I don't disagree, though sometimes people ask for this. So I'm not necessarily suggesting this use. Indeed, probably what I'll do for now is limit it to my own use and indicate the issues with using it more broadly in comments.

Speaking of which, to do what I've just suggested, I'd need to add some kind of argument to updateLabels. It could just be a boolean, to indicate if we're about to produce output. Does this seem OK? The other option would be to do all this in validate(), but then the GUI use wouldn't be possible.

If we don't want to do it every time through, then we can give up on the in-LyX display, and I can somehow arrange to do all this only on the updateLabels() run just prior to output, which is what I really want it for anyway.

No, you want to have HTML/CSS compute the numbers, remember. :)

Yes, I do remember that discussion, and if I ever get XHTML output working at all, then we can talk again. ;-) But this won't help with InsetRef, since XHTML has no version of \ref, so far as I know. So we have to do that manually, if we want to display counter numbers.

Concerning the patch, the part that looks strange to me is the one about environments. Could you explain?

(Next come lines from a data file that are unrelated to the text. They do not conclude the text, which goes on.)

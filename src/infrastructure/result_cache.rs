//! Result Cache
//!
//! In-memory store of geocode and boundary lookups, shared by every
//! resolution run for the lifetime of the process.

use crate::domain::entities::ResolvedLocation;
use crate::domain::geometry::BoundaryGeometry;
use dashmap::DashMap;
use std::sync::Arc;
use tokio::sync::{Mutex, OwnedMutexGuard};

/// Which resolver owns an entry.
///
/// Keeps a place name and an ISO code from colliding when they happen to be
/// the same string.
#[derive(Debug, Clone, Copy, PartialEq, Eq, Hash)]
pub enum CacheNamespace {
    /// Geocode results, keyed by address
    Location,
    /// Boundary geometries, keyed by country identifier
    Boundary,
}

#[derive(Debug, Clone, PartialEq, Eq, Hash)]
struct CacheKey {
    namespace: CacheNamespace,
    key: String,
}

impl CacheKey {
    fn new(namespace: CacheNamespace, key: &str) -> Self {
        Self {
            namespace,
            key: key.to_string(),
        }
    }
}

#[derive(Debug, Clone)]
enum CachedValue {
    Location(ResolvedLocation),
    Boundary(Arc<BoundaryGeometry>),
}

/// DashMap-backed lookup cache.
///
/// Entries live until swept by [`ResultCache::retain_keys`] or cleared.
/// Read-modify-write sequences on one key are serialized through
/// [`ResultCache::lock_key`], so concurrent lookups of the same key issue
/// a single fetch.
pub struct ResultCache {
    entries: DashMap<CacheKey, CachedValue>,
    key_locks: DashMap<CacheKey, Arc<Mutex<()>>>,
}

impl ResultCache {
    /// Create an empty cache.
    pub fn new() -> Self {
        Self {
            entries: DashMap::new(),
            key_locks: DashMap::new(),
        }
    }

    pub fn get_location(&self, address: &str) -> Option<ResolvedLocation> {
        match self
            .entries
            .get(&CacheKey::new(CacheNamespace::Location, address))?
            .value()
        {
            CachedValue::Location(location) => Some(location.clone()),
            CachedValue::Boundary(_) => None,
        }
    }

    pub fn insert_location(&self, address: &str, location: ResolvedLocation) {
        self.entries.insert(
            CacheKey::new(CacheNamespace::Location, address),
            CachedValue::Location(location),
        );
    }

    pub fn get_boundary(&self, identifier: &str) -> Option<Arc<BoundaryGeometry>> {
        match self
            .entries
            .get(&CacheKey::new(CacheNamespace::Boundary, identifier))?
            .value()
        {
            CachedValue::Boundary(geometry) => Some(geometry.clone()),
            CachedValue::Location(_) => None,
        }
    }

    pub fn insert_boundary(&self, identifier: &str, geometry: Arc<BoundaryGeometry>) {
        self.entries.insert(
            CacheKey::new(CacheNamespace::Boundary, identifier),
            CachedValue::Boundary(geometry),
        );
    }

    pub fn contains(&self, namespace: CacheNamespace, key: &str) -> bool {
        self.entries.contains_key(&CacheKey::new(namespace, key))
    }

    /// Acquire the per-key guard for a read-modify-write sequence.
    ///
    /// Callers re-check the cache after acquiring it: another task may have
    /// filled the entry while this one waited.
    pub async fn lock_key(&self, namespace: CacheNamespace, key: &str) -> OwnedMutexGuard<()> {
        let lock = self
            .key_locks
            .entry(CacheKey::new(namespace, key))
            .or_insert_with(|| Arc::new(Mutex::new(())))
            .clone();
        lock.lock_owned().await
    }

    /// Remove every entry whose key is not in `keep`, in both namespaces.
    ///
    /// Returns the number of entries removed.
    pub fn retain_keys<S: AsRef<str>>(&self, keep: &[S]) -> usize {
        let kept = |key: &CacheKey| keep.iter().any(|k| k.as_ref() == key.key);

        let before = self.entries.len();
        self.entries.retain(|key, _| kept(key));
        // Guards still held by an in-flight lookup are left alone.
        self.key_locks
            .retain(|key, lock| kept(key) || Arc::strong_count(lock) > 1);

        before.saturating_sub(self.entries.len())
    }

    /// Get the number of cached entries.
    pub fn len(&self) -> usize {
        self.entries.len()
    }

    pub fn is_empty(&self) -> bool {
        self.entries.is_empty()
    }

    /// Drop every entry.
    pub fn clear(&self) {
        self.entries.clear();
        self.key_locks.clear();
    }
}

impl Default for ResultCache {
    fn default() -> Self {
        Self::new()
    }
}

The thought here is that \refstepcounter is local to environments. So if you do \begin{this}...\refstepcounter{}...\end{this}, then the counter is only ref'd local to the environment. (E.g., this is true with footnotes and theorems.) So, when we hit and environment, we need to save the currently active counter, and then restore it when we leave that environment. So when we enter an environment, we push the currently active counter onto the stack, which will then be replaced if a new counter is stepped; we pop the stack when we exit the environment.